▸ **Instructions for the task**:
Each line of the data holding "derive" should be found and copied.
*** Opening of Source data ***
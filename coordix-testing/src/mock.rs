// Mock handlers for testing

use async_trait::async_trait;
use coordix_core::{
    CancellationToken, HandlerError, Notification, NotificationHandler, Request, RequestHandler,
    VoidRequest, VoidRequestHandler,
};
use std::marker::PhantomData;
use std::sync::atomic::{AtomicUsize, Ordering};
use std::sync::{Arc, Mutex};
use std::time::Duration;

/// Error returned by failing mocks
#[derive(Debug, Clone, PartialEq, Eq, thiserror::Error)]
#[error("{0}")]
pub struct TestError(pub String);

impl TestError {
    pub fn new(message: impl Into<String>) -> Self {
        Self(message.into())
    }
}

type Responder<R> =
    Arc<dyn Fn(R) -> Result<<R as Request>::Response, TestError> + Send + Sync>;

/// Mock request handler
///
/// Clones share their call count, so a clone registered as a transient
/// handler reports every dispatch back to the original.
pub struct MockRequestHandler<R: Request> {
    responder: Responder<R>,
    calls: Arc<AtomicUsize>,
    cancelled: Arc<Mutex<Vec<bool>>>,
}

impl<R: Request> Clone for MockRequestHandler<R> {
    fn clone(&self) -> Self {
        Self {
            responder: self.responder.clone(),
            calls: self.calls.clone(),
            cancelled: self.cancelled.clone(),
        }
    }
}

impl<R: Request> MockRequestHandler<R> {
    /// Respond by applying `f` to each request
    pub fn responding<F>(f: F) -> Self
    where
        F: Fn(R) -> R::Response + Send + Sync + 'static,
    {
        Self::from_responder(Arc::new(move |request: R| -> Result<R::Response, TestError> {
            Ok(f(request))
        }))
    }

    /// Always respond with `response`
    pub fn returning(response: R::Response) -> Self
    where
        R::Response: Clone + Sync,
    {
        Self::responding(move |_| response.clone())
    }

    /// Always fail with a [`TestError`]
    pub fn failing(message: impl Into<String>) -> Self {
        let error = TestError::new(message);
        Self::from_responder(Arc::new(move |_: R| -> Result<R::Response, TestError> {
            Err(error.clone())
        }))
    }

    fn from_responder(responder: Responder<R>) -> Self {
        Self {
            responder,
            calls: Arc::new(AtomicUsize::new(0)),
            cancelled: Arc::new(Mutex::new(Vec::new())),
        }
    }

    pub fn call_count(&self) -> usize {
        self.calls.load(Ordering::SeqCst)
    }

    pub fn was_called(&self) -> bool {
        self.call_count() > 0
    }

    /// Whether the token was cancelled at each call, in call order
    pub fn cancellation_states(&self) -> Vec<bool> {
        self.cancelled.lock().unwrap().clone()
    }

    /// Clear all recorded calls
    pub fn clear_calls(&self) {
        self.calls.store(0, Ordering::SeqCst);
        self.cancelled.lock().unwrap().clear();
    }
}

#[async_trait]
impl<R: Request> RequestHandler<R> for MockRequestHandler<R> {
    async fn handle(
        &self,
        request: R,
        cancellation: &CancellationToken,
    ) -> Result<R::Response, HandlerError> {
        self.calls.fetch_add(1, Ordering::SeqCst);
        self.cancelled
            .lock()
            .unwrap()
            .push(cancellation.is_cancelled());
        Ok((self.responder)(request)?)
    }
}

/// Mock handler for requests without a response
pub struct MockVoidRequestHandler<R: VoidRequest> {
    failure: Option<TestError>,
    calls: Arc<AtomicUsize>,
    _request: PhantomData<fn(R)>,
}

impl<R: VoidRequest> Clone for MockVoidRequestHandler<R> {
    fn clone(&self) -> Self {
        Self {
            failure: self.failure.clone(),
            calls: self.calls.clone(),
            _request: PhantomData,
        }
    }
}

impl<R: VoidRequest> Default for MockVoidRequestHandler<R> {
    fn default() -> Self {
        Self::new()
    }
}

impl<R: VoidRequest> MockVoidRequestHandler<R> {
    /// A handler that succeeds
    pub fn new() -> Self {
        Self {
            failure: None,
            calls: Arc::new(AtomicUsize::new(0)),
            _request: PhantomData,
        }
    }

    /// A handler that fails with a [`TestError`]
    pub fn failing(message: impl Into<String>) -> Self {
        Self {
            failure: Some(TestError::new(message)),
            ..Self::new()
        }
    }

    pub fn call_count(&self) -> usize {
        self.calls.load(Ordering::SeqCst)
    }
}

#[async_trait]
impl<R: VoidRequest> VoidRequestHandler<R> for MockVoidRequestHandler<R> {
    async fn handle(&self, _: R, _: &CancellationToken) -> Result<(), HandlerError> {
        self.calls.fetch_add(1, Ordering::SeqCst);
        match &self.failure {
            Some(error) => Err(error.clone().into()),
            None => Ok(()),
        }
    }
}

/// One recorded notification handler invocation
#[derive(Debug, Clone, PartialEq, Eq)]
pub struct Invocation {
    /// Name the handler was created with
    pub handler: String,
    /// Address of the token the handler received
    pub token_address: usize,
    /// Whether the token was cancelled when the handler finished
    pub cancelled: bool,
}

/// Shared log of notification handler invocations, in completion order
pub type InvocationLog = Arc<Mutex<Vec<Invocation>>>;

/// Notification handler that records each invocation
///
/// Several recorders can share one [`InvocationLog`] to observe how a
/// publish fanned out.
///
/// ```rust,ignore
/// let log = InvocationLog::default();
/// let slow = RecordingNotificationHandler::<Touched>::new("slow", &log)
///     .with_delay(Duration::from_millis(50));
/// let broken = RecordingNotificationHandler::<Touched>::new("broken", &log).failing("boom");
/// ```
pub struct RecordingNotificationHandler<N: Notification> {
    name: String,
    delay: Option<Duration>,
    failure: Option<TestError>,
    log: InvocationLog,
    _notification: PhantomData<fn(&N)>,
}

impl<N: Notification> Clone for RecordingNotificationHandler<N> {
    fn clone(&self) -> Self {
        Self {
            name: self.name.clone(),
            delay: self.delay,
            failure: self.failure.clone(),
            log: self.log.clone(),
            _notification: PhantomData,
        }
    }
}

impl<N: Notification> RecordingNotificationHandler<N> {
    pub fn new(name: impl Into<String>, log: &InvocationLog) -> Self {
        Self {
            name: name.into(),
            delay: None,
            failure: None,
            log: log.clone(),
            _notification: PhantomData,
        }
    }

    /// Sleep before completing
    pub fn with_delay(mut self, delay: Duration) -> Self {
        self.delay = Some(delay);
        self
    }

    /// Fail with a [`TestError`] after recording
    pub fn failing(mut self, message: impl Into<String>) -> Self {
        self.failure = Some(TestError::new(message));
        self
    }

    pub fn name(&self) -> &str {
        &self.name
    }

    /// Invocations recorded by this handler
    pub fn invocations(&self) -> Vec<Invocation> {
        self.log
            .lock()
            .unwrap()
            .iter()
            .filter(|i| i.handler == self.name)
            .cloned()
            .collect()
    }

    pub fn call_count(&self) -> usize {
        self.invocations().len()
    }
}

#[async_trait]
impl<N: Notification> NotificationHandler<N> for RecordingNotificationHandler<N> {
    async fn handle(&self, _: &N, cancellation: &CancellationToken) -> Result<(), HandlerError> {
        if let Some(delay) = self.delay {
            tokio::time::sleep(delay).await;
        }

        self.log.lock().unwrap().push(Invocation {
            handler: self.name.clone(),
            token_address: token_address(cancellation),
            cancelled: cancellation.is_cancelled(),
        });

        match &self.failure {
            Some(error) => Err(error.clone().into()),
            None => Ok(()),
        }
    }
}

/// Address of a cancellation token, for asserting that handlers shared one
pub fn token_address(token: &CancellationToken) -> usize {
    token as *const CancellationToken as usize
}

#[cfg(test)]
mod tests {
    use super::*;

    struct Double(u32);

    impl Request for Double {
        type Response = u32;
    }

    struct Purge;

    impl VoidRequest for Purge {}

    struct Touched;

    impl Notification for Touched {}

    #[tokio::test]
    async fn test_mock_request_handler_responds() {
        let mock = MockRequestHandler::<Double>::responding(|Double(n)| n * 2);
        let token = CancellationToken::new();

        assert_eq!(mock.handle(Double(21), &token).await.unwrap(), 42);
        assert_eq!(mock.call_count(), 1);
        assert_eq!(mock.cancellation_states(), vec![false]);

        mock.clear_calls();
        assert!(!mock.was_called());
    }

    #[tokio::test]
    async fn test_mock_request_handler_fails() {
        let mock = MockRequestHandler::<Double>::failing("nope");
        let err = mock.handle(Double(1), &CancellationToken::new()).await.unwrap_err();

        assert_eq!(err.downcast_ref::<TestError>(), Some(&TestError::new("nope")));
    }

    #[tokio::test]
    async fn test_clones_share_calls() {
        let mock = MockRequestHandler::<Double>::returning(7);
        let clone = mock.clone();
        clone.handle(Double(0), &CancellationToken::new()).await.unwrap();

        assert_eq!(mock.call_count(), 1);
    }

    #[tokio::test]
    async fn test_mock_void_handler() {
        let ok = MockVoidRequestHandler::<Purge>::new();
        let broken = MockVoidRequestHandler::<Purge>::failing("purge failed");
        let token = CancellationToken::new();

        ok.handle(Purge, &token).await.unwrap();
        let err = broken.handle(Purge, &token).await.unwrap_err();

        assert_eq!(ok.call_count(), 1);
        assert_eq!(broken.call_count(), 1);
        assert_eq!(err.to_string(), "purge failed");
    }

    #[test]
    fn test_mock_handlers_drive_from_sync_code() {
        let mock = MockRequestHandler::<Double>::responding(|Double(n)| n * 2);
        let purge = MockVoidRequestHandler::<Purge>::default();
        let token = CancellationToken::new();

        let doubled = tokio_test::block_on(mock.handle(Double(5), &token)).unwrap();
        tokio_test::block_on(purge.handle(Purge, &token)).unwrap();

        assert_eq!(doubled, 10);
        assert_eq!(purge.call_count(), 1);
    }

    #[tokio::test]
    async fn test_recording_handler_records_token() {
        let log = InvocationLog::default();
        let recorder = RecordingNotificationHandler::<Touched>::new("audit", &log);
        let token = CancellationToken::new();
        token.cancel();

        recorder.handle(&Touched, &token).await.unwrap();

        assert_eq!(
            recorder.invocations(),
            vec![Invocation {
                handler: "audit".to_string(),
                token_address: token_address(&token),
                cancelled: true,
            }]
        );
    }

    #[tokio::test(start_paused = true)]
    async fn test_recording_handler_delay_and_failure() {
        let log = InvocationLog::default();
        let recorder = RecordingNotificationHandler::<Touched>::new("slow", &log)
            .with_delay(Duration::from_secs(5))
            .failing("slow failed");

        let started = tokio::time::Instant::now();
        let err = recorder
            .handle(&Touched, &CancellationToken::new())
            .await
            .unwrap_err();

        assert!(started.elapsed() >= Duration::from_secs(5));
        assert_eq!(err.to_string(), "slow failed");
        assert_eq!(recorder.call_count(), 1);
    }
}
*** Close of Source data ***
*** Opening of Source data ***
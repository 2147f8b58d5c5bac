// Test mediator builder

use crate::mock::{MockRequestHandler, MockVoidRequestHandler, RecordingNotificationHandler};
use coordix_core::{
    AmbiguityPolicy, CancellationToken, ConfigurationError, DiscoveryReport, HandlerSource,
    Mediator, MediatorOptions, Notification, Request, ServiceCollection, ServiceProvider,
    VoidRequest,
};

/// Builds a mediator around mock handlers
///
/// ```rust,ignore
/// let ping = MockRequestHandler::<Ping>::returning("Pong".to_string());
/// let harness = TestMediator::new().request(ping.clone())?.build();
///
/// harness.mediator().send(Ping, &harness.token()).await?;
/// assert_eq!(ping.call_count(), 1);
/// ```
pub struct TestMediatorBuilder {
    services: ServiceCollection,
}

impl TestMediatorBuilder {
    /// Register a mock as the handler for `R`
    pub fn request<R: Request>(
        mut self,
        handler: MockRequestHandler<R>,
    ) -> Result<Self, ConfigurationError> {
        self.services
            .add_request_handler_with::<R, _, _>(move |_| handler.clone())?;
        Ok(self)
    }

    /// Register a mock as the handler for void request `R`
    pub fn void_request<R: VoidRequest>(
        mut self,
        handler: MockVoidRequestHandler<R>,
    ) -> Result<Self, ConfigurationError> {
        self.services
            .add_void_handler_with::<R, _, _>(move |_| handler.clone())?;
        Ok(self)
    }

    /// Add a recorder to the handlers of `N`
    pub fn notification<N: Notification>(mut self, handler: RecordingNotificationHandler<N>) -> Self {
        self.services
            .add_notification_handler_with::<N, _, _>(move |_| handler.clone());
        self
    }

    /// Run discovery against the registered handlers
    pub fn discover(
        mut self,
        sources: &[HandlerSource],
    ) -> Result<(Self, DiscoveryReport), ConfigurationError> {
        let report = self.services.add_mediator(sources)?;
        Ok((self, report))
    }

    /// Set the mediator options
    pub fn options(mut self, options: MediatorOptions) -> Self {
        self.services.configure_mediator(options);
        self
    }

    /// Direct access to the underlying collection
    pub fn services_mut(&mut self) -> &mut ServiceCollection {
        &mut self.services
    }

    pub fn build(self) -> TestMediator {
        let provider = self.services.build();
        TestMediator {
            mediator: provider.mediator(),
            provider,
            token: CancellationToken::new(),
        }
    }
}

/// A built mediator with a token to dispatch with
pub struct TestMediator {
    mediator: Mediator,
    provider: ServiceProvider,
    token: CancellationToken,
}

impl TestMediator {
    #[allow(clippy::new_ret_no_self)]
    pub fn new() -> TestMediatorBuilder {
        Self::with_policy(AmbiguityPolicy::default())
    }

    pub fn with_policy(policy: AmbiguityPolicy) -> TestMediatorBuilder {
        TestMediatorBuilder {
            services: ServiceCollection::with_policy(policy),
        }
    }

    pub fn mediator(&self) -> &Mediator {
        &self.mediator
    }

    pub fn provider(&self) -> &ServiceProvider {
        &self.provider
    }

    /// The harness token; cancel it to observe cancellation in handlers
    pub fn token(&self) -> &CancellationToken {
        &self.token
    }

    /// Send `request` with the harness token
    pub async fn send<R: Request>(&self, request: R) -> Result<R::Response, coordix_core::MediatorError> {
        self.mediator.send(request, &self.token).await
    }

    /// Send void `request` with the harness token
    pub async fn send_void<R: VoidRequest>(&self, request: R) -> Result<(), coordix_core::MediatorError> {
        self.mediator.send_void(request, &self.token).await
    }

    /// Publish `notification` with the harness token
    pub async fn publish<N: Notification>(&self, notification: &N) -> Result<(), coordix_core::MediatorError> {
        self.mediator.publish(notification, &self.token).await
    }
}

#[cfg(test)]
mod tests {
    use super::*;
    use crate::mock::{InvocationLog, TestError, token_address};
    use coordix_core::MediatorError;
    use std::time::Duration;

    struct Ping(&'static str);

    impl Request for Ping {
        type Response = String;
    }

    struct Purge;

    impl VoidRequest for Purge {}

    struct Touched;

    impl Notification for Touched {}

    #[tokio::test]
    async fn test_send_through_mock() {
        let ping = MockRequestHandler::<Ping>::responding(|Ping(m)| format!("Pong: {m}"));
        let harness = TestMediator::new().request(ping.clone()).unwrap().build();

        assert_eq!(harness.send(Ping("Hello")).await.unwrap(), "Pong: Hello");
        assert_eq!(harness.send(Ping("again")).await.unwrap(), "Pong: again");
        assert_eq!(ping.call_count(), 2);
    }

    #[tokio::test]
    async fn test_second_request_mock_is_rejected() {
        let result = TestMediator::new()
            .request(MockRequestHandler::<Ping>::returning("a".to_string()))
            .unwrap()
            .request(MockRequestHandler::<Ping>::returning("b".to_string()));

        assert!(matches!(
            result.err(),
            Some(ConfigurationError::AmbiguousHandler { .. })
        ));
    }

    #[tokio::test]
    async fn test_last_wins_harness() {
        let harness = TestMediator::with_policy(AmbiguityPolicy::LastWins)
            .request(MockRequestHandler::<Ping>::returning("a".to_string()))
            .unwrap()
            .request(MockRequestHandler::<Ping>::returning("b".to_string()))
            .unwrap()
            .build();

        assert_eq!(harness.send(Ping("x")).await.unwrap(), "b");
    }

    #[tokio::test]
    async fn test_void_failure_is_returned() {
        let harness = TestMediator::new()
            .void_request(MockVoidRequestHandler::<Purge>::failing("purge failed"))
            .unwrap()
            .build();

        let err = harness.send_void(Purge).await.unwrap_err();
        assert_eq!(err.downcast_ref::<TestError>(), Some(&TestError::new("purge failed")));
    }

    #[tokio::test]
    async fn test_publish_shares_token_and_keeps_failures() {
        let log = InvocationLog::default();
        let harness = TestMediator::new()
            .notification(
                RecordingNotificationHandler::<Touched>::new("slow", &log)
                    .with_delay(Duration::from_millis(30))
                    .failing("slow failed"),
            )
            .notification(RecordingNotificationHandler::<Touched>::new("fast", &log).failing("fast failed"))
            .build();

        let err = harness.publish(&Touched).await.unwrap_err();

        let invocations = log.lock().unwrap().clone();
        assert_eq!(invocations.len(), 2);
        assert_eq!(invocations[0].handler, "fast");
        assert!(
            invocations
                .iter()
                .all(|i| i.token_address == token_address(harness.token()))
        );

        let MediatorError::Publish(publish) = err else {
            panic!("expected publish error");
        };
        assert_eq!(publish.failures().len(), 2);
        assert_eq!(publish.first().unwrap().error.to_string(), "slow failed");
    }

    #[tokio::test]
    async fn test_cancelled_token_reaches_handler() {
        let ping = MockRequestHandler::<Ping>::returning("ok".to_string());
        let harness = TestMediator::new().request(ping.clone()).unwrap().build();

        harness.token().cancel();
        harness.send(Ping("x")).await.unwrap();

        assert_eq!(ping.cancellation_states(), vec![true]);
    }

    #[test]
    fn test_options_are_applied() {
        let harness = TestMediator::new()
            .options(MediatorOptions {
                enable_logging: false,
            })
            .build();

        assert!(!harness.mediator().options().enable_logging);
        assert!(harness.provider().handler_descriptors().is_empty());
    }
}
*** Close of Source data ***
*** Opening of Source data ***
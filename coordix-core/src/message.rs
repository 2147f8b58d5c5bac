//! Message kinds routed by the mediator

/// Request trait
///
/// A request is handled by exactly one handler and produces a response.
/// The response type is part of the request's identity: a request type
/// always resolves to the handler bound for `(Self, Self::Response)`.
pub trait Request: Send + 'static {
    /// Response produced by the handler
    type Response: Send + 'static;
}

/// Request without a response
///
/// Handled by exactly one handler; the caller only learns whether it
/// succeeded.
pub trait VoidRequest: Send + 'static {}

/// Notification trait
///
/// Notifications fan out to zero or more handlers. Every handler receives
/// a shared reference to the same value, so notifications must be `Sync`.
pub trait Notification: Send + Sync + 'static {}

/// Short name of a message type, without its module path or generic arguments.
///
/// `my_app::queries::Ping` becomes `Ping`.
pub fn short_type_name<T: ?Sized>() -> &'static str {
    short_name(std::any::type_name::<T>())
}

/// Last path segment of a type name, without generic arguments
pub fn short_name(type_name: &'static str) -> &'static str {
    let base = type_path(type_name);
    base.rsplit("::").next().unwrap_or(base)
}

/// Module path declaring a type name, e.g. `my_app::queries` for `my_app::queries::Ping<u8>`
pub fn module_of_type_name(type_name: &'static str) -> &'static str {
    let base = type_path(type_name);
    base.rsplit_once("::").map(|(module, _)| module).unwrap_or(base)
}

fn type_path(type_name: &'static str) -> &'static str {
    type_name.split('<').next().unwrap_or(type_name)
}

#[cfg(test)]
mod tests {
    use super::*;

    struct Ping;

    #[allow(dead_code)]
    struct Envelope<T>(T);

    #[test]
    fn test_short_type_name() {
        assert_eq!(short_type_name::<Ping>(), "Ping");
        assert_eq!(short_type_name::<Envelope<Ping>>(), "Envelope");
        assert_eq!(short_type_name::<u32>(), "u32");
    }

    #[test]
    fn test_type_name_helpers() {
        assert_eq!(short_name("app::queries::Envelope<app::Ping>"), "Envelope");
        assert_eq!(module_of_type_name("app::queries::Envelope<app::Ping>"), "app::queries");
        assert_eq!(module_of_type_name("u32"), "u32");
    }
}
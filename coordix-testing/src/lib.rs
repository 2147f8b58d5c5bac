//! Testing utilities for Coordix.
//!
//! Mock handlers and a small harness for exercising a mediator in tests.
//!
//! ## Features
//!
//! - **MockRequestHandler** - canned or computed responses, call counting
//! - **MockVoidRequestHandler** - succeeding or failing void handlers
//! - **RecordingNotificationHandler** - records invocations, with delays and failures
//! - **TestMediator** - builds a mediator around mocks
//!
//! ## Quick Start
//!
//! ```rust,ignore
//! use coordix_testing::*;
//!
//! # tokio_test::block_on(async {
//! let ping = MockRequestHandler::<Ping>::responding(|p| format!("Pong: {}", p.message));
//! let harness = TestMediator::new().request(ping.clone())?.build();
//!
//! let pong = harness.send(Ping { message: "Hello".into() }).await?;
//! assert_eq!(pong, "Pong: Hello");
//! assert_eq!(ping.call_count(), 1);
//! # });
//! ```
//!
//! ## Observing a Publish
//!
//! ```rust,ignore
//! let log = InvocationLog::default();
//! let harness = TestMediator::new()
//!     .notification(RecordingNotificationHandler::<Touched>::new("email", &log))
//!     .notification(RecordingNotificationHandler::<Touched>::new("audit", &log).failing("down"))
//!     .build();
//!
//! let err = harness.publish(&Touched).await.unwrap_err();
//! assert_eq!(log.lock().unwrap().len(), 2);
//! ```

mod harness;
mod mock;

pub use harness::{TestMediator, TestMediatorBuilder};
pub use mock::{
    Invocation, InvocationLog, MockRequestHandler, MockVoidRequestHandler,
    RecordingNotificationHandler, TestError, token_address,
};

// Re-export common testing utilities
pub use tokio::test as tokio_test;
*** Close of Source data ***
▸ **Answer to this problem**:
#[derive(Debug, Clone, PartialEq, Eq, thiserror::Error)]
#[derive(Debug, Clone, PartialEq, Eq)]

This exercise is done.